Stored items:
────────────────

//! Plugin descriptor — the static, `Copy` handle to a plugin.
//!
//! Unlike the teacher's `define_plugin!`-produced descriptor (which also
//! carries a Tower handler chain and inter-plugin service dependency list),
//! this descriptor is a plain struct literal: the plugin runtime has no
//! service-provider dependency graph to maintain (spec SPEC_FULL §9 "Macro-
//! free plugin construction").

use std::sync::Arc;

use super::core::Plugin;

/// A static, `Copy` descriptor that identifies and instantiates a plugin.
///
/// Build with an ordinary struct literal:
///
/// ```rust,ignore
/// pub static NOTES: PluginDescriptor = PluginDescriptor {
///     name: "notes",
///     create: || Arc::new(NotesPlugin::default()),
/// };
/// ```
#[derive(Clone, Copy)]
pub struct PluginDescriptor {
    /// Short name used in `enabledPlugins` and as the config-section key.
    pub name: &'static str,
    /// Factory function that creates the live [`Plugin`] instance.
    pub create: fn() -> Arc<dyn Plugin>,
}

impl PluginDescriptor {
    /// Creates the live plugin from the factory function.
    #[inline]
    pub fn instantiate(&self) -> Arc<dyn Plugin> {
        (self.create)()
    }
}

impl std::fmt::Debug for PluginDescriptor {
    fn fmt(&self, f: &mut std::fmt::Formatter<'_>) -> std::fmt::Result {
        f.debug_struct("PluginDescriptor")
            .field("name", &self.name)
            .finish()
    }
}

────────────────

### PROBLEM TO SOLVE
Where the word "impl" shows up in a line of the records above, count that line; then give the count by itself.

### OUTPUT OF THE EXERCISE
2